I'm ready for the next style. Thinking about a crazy "japanese" style. I have a few months to think about it. Need to grow some hair.


----------



## Carley's Mom (Oct 30, 2011)

He is one of the prettiest minis I have seen. But I don't like the new look. I would make all the body short. He is cute!!!


----------



## CharismaticMillie (Jun 16, 2010)

Yeah, not sure what you did here! Why didn't you just cut him all the way down? Why does he suddenly have a palm tree tail?


----------



## tortoise (Feb 5, 2012)

His pattern was a 40 reverse. I didn't want him that short all over. I cut him down with a 3. I'll do same length all over in a month or so - unless I pick out his next cut by then and start growing towards it.

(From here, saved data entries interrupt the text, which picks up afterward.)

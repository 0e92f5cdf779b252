//! Date bound input popup (`f` / `t`).

use ratatui::Frame;
use ratatui::layout::{Alignment, Rect};
use ratatui::style::{Color, Modifier, Style};
use ratatui::text::{Line, Span};
use ratatui::widgets::{Block, Borders, Clear, Paragraph, Wrap};

use crate::tui::state::InputMode;
use crate::tui::style::Styles;

/// Renders a centered date input popup for the bound selected by `mode`.
pub fn render_date_input(
    frame: &mut Frame,
    area: Rect,
    mode: InputMode,
    input: &str,
    error: Option<&str>,
) {
    let popup_width = (area.width * 70 / 100).clamp(50, 80).min(area.width);
    let popup_height = area.height.clamp(9, 14).min(area.height);

    let popup_x = area.x + (area.width.saturating_sub(popup_width)) / 2;
    let popup_y = area.y + (area.height.saturating_sub(popup_height)) / 2;
    let popup_area = Rect::new(popup_x, popup_y, popup_width, popup_height);

    frame.render_widget(Clear, popup_area);

    let title = match mode {
        InputMode::DateEnd => " Created on or before (UTC) ",
        _ => " Created on or after (UTC) ",
    };
    let block = Block::default()
        .title(title)
        .borders(Borders::ALL)
        .border_style(Styles::popup_border());
    let inner = block.inner(popup_area);
    frame.render_widget(block, popup_area);

    let mut lines = vec![
        Line::from(vec![
            Span::styled("Input: ", Style::default().fg(Color::Yellow)),
            Span::styled(
                format!("{input}█"),
                Style::default()
                    .fg(Color::White)
                    .add_modifier(Modifier::BOLD),
            ),
        ]),
        Line::from(""),
        Line::from(Span::styled("Examples:", Styles::dim())),
        Line::from(Span::styled("  2015-06-01", Styles::dim())),
        Line::from(Span::styled("  2015-06-01T12:00:00Z", Styles::dim())),
        Line::from(Span::styled("  today, -30d, -2w, -6m, -1y", Styles::dim())),
        Line::from(Span::styled("  (empty clears the bound)", Styles::dim())),
    ];

    if let Some(err) = error {
        lines.push(Line::from(""));
        lines.push(Line::from(Span::styled(
            format!("Error: {err}"),
            Style::default().fg(Color::Red),
        )));
    }

    lines.push(Line::from(""));
    lines.push(Line::from(vec![
        Span::styled("Enter", Styles::help_key()),
        Span::styled(" → apply", Styles::dim()),
        Span::styled("   Esc", Styles::help_key()),
        Span::styled(" → cancel", Styles::dim()),
    ]));

    let paragraph = Paragraph::new(lines)
        .alignment(Alignment::Left)
        .wrap(Wrap { trim: true })
        .style(Style::default().fg(Color::White));
    frame.render_widget(paragraph, inner);
}
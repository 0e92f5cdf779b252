//! Utility modules for usertable.

mod date_parser;
mod natural;

pub use date_parser::{DateParseError, parse_date, parse_date_with_base};
pub use natural::natural_cmp;
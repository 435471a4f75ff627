// Copyright 2024 rotunda Project Authors
//
// Licensed under the Apache License, Version 2.0 (the "License");
// you may not use this file except in compliance with the License.
// You may obtain a copy of the License at
//
//     http://www.apache.org/licenses/LICENSE-2.0
//
// Unless required by applicable law or agreed to in writing, software
// distributed under the License is distributed on an "AS IS" BASIS,
// WITHOUT WARRANTIES OR CONDITIONS OF ANY KIND, either express or implied.
// See the License for the specific language governing permissions and
// limitations under the License.

//! State cache engine for rotunda.
//!
//! Typed partitions of mergeable entries, shared by concurrent collector
//! agents on the write side and query services on the read side. Entries
//! merge field-wise: attribute sets replace, relationship types accumulate.

mod agent;
mod cache;
mod data;
mod error;
mod filter;
mod glob;
mod memory;
mod store;

/// Re-exports of the public API.
pub mod prelude;
pub use prelude::*;
// Copyright 2024 rotunda Project Authors
//
// Licensed under the Apache License, Version 2.0 (the "License");
// you may not use this file except in compliance with the License.
// You may obtain a copy of the License at
//
//     http://www.apache.org/licenses/LICENSE-2.0
//
// Unless required by applicable law or agreed to in writing, software
// distributed under the License is distributed on an "AS IS" BASIS,
// WITHOUT WARRANTIES OR CONDITIONS OF ANY KIND, either express or implied.
// See the License for the specific language governing permissions and
// limitations under the License.

use std::{fmt::Display, str::FromStr};

use regex::Regex;

use crate::error::{Error, Result};

/// A compiled identifier glob, matched against whole identifiers.
///
/// Supported syntax:
///
/// - `*` matches any run of characters, including the empty run.
/// - `?` matches exactly one character.
/// - `[...]` is a regex character class, copied verbatim.
/// - `\` escapes the next character, inside and outside classes.
///
/// Everything else matches literally; identifiers are flat strings, so `*`
/// crosses `/`, `:` and other separators freely. Compilation fails fast on
/// class bodies the regex engine rejects.
#[derive(Debug, Clone)]
pub struct Glob {
    pattern: String,
    regex: Regex,
}

enum State {
    Init,
    Escaping,
    Capturing,
    CapturingEscape,
}

impl Glob {
    /// Compile `pattern`.
    pub fn new(pattern: &str) -> Result<Self> {
        let source = Self::regex_source(pattern);
        let regex = Regex::new(&source).map_err(|source| Error::InvalidGlob {
            pattern: pattern.to_string(),
            source,
        })?;
        Ok(Self {
            pattern: pattern.to_string(),
            regex,
        })
    }

    /// The original glob pattern.
    pub fn pattern(&self) -> &str {
        &self.pattern
    }

    /// Whether the whole of `id` matches.
    pub fn is_match(&self, id: &str) -> bool {
        self.regex.is_match(id)
    }

    fn regex_source(pattern: &str) -> String {
        let mut source = String::with_capacity(pattern.len() + 8);
        source.push_str(r"\A(?:");
        // pending literal run, regex-quoted on flush
        let mut literal = String::new();
        // pending character class body, emitted verbatim on `]`
        let mut capture = String::new();
        let mut state = State::Init;

        for c in pattern.chars() {
            state = match state {
                State::Init => match c {
                    '\\' => State::Escaping,
                    '*' => {
                        flush_literal(&mut source, &mut literal);
                        source.push_str(".*");
                        State::Init
                    }
                    '?' => {
                        flush_literal(&mut source, &mut literal);
                        source.push('.');
                        State::Init
                    }
                    '[' => {
                        flush_literal(&mut source, &mut literal);
                        State::Capturing
                    }
                    _ => {
                        literal.push(c);
                        State::Init
                    }
                },
                State::Escaping => {
                    literal.push(c);
                    State::Init
                }
                State::Capturing => match c {
                    ']' => {
                        source.push('[');
                        source.push_str(&capture);
                        source.push(']');
                        capture.clear();
                        State::Init
                    }
                    '\\' => {
                        capture.push('\\');
                        State::CapturingEscape
                    }
                    _ => {
                        capture.push(c);
                        State::Capturing
                    }
                },
                State::CapturingEscape => {
                    capture.push(c);
                    State::Capturing
                }
            };
        }

        // A class left open at end of input downgrades to literal text.
        if matches!(state, State::Capturing | State::CapturingEscape) {
            literal.push('[');
            literal.push_str(&capture);
        }
        flush_literal(&mut source, &mut literal);

        source.push_str(r")\z");
        source
    }
}

fn flush_literal(source: &mut String, literal: &mut String) {
    if !literal.is_empty() {
        source.push_str(&regex::escape(literal));
        literal.clear();
    }
}

impl FromStr for Glob {
    type Err = Error;

    fn from_str(s: &str) -> Result<Self> {
        Self::new(s)
    }
}

impl Display for Glob {
    fn fmt(&self, f: &mut std::fmt::Formatter<'_>) -> std::fmt::Result {
        write!(f, "{}", self.pattern)
    }
}
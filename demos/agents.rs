// Copyright 2026 rotunda Project Authors
//
// Licensed under the Apache License, Version 2.0 (the "License");
// you may not use this file except in compliance with the License.
// You may obtain a copy of the License at
//
//     http://www.apache.org/licenses/LICENSE-2.0
//
// Unless required by applicable law or agreed to in writing, software
// distributed under the License is distributed on an "AS IS" BASIS,
// WITHOUT WARRANTIES OR CONDITIONS OF ANY KIND, either express or implied.
// See the License for the specific language governing permissions and
// limitations under the License.

use rotunda::{
    Authority, Cache, CacheData, CacheResult, CachingAgent, InMemoryCache, RelationshipFilter, Result, store_result,
};

fn init_logger() {
    use tracing_subscriber::{prelude::*, EnvFilter};

    tracing_subscriber::registry()
        .with(tracing_subscriber::fmt::layer().with_line_number(true))
        .with(EnvFilter::from_default_env())
        .init();
}

/// Authoritative source for the instance partition of a single region.
struct InstanceAgent {
    region: String,
    upstream: Vec<(String, String)>,
}

impl CachingAgent for InstanceAgent {
    fn agent_type(&self) -> &str {
        &self.region
    }

    fn provided_types(&self) -> Vec<rotunda::AgentDataType> {
        vec![Authority::Authoritative.for_type("instances")]
    }

    fn load(&self, cache: &dyn Cache) -> Result<CacheResult> {
        let departed: Vec<String> = cache
            .identifiers("instances")
            .into_iter()
            .filter(|id| !self.upstream.iter().any(|(upstream_id, _)| upstream_id == id))
            .collect();
        let items = self.upstream.iter().map(|(id, zone)| {
            CacheData::new(id)
                .with_attribute("zone", zone.as_str())
                .with_attribute("state", "running")
                .with_relationship("zones", [zone.clone()])
        });
        Ok(CacheResult::new()
            .with_items("instances", items)
            .with_evictions("instances", departed))
    }
}

fn main() -> anyhow::Result<()> {
    init_logger();

    let cache = InMemoryCache::builder().with_shards(4).build();

    let mut agent = InstanceAgent {
        region: "demo/us-east-1/instances".to_string(),
        upstream: vec![
            ("i-001".to_string(), "us-east-1a".to_string()),
            ("i-002".to_string(), "us-east-1b".to_string()),
            ("i-003".to_string(), "us-east-1a".to_string()),
        ],
    };

    store_result(&cache, agent.load(&cache)?)?;
    tracing::info!(agent = agent.agent_type(), cached = cache.get_all("instances").len(), "cycle complete");

    // a second observer links the same instances to load balancers
    store_result(
        &cache,
        CacheResult::new().with_items(
            "instances",
            [CacheData::new("i-001")
                .with_attribute("zone", "us-east-1a")
                .with_attribute("state", "running")
                .with_relationship("loadBalancers", ["lb-edge"])],
        ),
    )?;

    let entry = cache.get("instances", "i-001").unwrap();
    println!("i-001 zones: {:?}", entry.relationship("zones"));
    println!("i-001 load balancers: {:?}", entry.relationship("loadBalancers"));

    // narrow a read to one relationship type
    let narrowed = cache
        .get_with_filter("instances", "i-001", Some(&RelationshipFilter::include(["zones"])))
        .unwrap();
    assert!(narrowed.relationship("loadBalancers").is_none());

    // glob over the partition
    let matched = cache.filter_identifiers("instances", "i-00?")?;
    println!("matched: {matched:?}");

    // the upstream shrinks; the next cycle evicts what departed
    agent.upstream.truncate(2);
    store_result(&cache, agent.load(&cache)?)?;
    assert_eq!(cache.identifiers("instances").len(), 2);

    Ok(())
}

The next one will have a hairy face. 

I didn't realize how long backed he is until I shaved him. The conti does a nice job of hiding that flaw.


----------



## Quossum (Mar 18, 2011)

Ha ha--I like how you caught him looking oh-so-hangdog in his "after" picture! 

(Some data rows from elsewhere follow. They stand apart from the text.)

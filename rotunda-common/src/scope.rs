// Copyright 2024 rotunda Project Authors
//
// Licensed under the Apache License, Version 2.0 (the "License");
// you may not use this file except in compliance with the License.
// You may obtain a copy of the License at
//
//     http://www.apache.org/licenses/LICENSE-2.0
//
// Unless required by applicable law or agreed to in writing, software
// distributed under the License is distributed on an "AS IS" BASIS,
// WITHOUT WARRANTIES OR CONDITIONS OF ANY KIND, either express or implied.
// See the License for the specific language governing permissions and
// limitations under the License.

/// Scoped functional programming extensions.
///
/// Keeps guard lifetimes visible at the call site:
///
/// ```
/// use rotunda_common::scope::Scope;
///
/// let len = vec![1, 2, 3].with(|v| v.len());
/// assert_eq!(len, 3);
/// ```
pub trait Scope {
    /// Scoped with ownership.
    fn with<F, R>(self, f: F) -> R
    where
        Self: Sized,
        F: FnOnce(Self) -> R,
    {
        f(self)
    }

    /// Scoped with reference.
    fn with_ref<F, R>(&self, f: F) -> R
    where
        F: FnOnce(&Self) -> R,
    {
        f(self)
    }

    /// Scoped with mutable reference.
    fn with_mut<F, R>(&mut self, f: F) -> R
    where
        F: FnOnce(&mut Self) -> R,
    {
        f(self)
    }
}

impl<T> Scope for T {}
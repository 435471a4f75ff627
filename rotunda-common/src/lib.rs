// Copyright 2024 rotunda Project Authors
//
// Licensed under the Apache License, Version 2.0 (the "License");
// you may not use this file except in compliance with the License.
// You may obtain a copy of the License at
//
//     http://www.apache.org/licenses/LICENSE-2.0
//
// Unless required by applicable law or agreed to in writing, software
// distributed under the License is distributed on an "AS IS" BASIS,
// WITHOUT WARRANTIES OR CONDITIONS OF ANY KIND, either express or implied.
// See the License for the specific language governing permissions and
// limitations under the License.

//! Shared components and utils for rotunda.

/// Hash builder abstraction and test hashers.
pub mod hasher;
/// Scoped functional programming extensions.
pub mod scope;
// Copyright 2024 rotunda Project Authors
//
// Licensed under the Apache License, Version 2.0 (the "License");
// you may not use this file except in compliance with the License.
// You may obtain a copy of the License at
//
//     http://www.apache.org/licenses/LICENSE-2.0
//
// Unless required by applicable law or agreed to in writing, software
// distributed under the License is distributed on an "AS IS" BASIS,
// WITHOUT WARRANTIES OR CONDITIONS OF ANY KIND, either express or implied.
// See the License for the specific language governing permissions and
// limitations under the License.

use std::hash::{BuildHasher, Hasher};

/// Hash builder that can be shared across threads.
pub trait HashBuilder: BuildHasher + Send + Sync + 'static {}
impl<T> HashBuilder for T where T: BuildHasher + Send + Sync + 'static {}

/// A hasher that folds bytes into a u64 by shifting.
///
/// Deterministic across runs and platforms. Tests use it to pin identifiers
/// to shards.
#[derive(Debug, Default)]
pub struct ModHasher {
    state: u64,
}

impl Hasher for ModHasher {
    fn finish(&self) -> u64 {
        self.state
    }

    fn write(&mut self, bytes: &[u8]) {
        for byte in bytes {
            self.state = (self.state << 8) + *byte as u64;
        }
    }
}

impl BuildHasher for ModHasher {
    type Hasher = Self;

    fn build_hasher(&self) -> Self::Hasher {
        Self::default()
    }
}
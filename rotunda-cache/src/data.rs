// Copyright 2024 rotunda Project Authors
//
// Licensed under the Apache License, Version 2.0 (the "License");
// you may not use this file except in compliance with the License.
// You may obtain a copy of the License at
//
//     http://www.apache.org/licenses/LICENSE-2.0
//
// Unless required by applicable law or agreed to in writing, software
// distributed under the License is distributed on an "AS IS" BASIS,
// WITHOUT WARRANTIES OR CONDITIONS OF ANY KIND, either express or implied.
// See the License for the specific language governing permissions and
// limitations under the License.

use std::collections::{BTreeSet, HashMap};

use serde::{Deserialize, Serialize};
use serde_json::Value;

use crate::error::{Error, Result};

/// Advisory TTL value meaning "never expires".
pub const NO_TTL: i64 = -1;

/// Attribute map of a cache entry.
///
/// Values are opaque JSON. In a merge payload, `Value::Null` marks the
/// attribute for deletion; stored entries never hold nulls.
pub type Attributes = HashMap<String, Value>;

/// Relationship map of a cache entry: relationship type name to the foreign
/// identifiers of that type.
///
/// In a merge payload, `None` marks the relationship type for deletion;
/// stored entries and read snapshots always hold `Some`.
pub type Relationships = HashMap<String, Option<BTreeSet<String>>>;

/// One cache entry, used both as the merge payload produced by collector
/// agents and as the detached snapshot returned by reads.
///
/// Merging treats the two maps differently:
///
/// - Attributes are replaced as a set: after a merge, the stored attribute
///   keys are exactly the non-null keys of the payload. Keys the payload
///   omits are deleted, and `Value::Null` deletes explicitly.
/// - Relationship types are merged additively: keys the payload omits are
///   left untouched, non-null keys overwrite their target set, and only an
///   explicit `None` deletes.
///
/// Snapshots share no storage with the live entry; mutating the cache after
/// a read leaves earlier snapshots unchanged.
#[derive(Debug, Clone, PartialEq, Serialize, Deserialize)]
#[serde(rename_all = "camelCase")]
pub struct CacheData {
    id: String,
    #[serde(default = "no_ttl")]
    ttl_seconds: i64,
    #[serde(default)]
    attributes: Attributes,
    #[serde(default)]
    relationships: Relationships,
}

fn no_ttl() -> i64 {
    NO_TTL
}

impl CacheData {
    /// A payload with the given id and no fields set.
    pub fn new(id: impl Into<String>) -> Self {
        Self {
            id: id.into(),
            ttl_seconds: NO_TTL,
            attributes: Attributes::default(),
            relationships: Relationships::default(),
        }
    }

    /// Set the advisory TTL in seconds, `-1` for none.
    ///
    /// The in-memory engine never expires entries; lifetime is driven by
    /// agent evictions. The value is carried for backends that honor it.
    pub fn with_ttl_seconds(mut self, ttl_seconds: i64) -> Self {
        self.ttl_seconds = ttl_seconds;
        self
    }

    /// Set attribute `key` to `value`.
    ///
    /// Setting `Value::Null` is equivalent to [`without_attribute`].
    ///
    /// [`without_attribute`]: CacheData::without_attribute
    pub fn with_attribute(mut self, key: impl Into<String>, value: impl Into<Value>) -> Self {
        self.attributes.insert(key.into(), value.into());
        self
    }

    /// Mark attribute `key` for deletion on merge.
    pub fn without_attribute(mut self, key: impl Into<String>) -> Self {
        self.attributes.insert(key.into(), Value::Null);
        self
    }

    /// Replace the whole attribute map.
    pub fn with_attributes(mut self, attributes: Attributes) -> Self {
        self.attributes = attributes;
        self
    }

    /// Assert relationship `name` as exactly `targets`.
    ///
    /// Merging overwrites the stored target set of `name`; other
    /// relationship types are untouched.
    pub fn with_relationship<I, T>(mut self, name: impl Into<String>, targets: I) -> Self
    where
        I: IntoIterator<Item = T>,
        T: Into<String>,
    {
        self.relationships
            .insert(name.into(), Some(targets.into_iter().map(Into::into).collect()));
        self
    }

    /// Mark relationship type `name` for deletion on merge.
    pub fn without_relationship(mut self, name: impl Into<String>) -> Self {
        self.relationships.insert(name.into(), None);
        self
    }

    /// Replace the whole relationship map.
    pub fn with_relationships(mut self, relationships: Relationships) -> Self {
        self.relationships = relationships;
        self
    }

    /// Entry id, unique within its resource type.
    pub fn id(&self) -> &str {
        &self.id
    }

    /// Advisory TTL in seconds, `-1` for none.
    pub fn ttl_seconds(&self) -> i64 {
        self.ttl_seconds
    }

    /// The attribute map.
    pub fn attributes(&self) -> &Attributes {
        &self.attributes
    }

    /// Attribute `key`, if set.
    pub fn attribute(&self, key: &str) -> Option<&Value> {
        self.attributes.get(key)
    }

    /// The relationship map, deletion markers included.
    pub fn relationships(&self) -> &Relationships {
        &self.relationships
    }

    /// Targets of relationship `name`, if asserted.
    ///
    /// A deletion marker reads as absent.
    pub fn relationship(&self, name: &str) -> Option<&BTreeSet<String>> {
        self.relationships.get(name).and_then(Option::as_ref)
    }

    pub(crate) fn validate(&self) -> Result<()> {
        if self.id.is_empty() {
            return Err(Error::InvalidEntry {
                id: self.id.clone(),
                reason: "id must not be empty",
            });
        }
        if self.ttl_seconds < NO_TTL {
            return Err(Error::InvalidEntry {
                id: self.id.clone(),
                reason: "ttl_seconds must be -1 or non-negative",
            });
        }
        Ok(())
    }

    pub(crate) fn into_parts(self) -> (String, Attributes, Relationships) {
        (self.id, self.attributes, self.relationships)
    }

    pub(crate) fn from_stored<R>(id: String, attributes: Attributes, relationships: R) -> Self
    where
        R: IntoIterator<Item = (String, BTreeSet<String>)>,
    {
        Self {
            id,
            ttl_seconds: NO_TTL,
            attributes,
            relationships: relationships.into_iter().map(|(name, targets)| (name, Some(targets))).collect(),
        }
    }
}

Yeah, he looks a little odd right now, but I feel you on not wanting to make him totally nekkid. I just took Sugarfoot's body, from his neck, down his spine, and his midsection, down with a ten, but left the legs longer, kind of a modified Town-and-Country. 

He's a cute boy; he'll look nice with a puffy face, too!

--Q


----------



## CharismaticMillie (Jun 16, 2010)

tortoise said:


> His pattern was a 40 reverse. I didn't want him that short all over. I cut him down with a 3. I'll do same length all over in a month or so - unless I pick out his next cut by then and start growing towards it.
> 
> The next one will have a hairy face.
> 
> I didn't realize how long backed he is until I shaved him. The conti does a nice job of hiding that flaw.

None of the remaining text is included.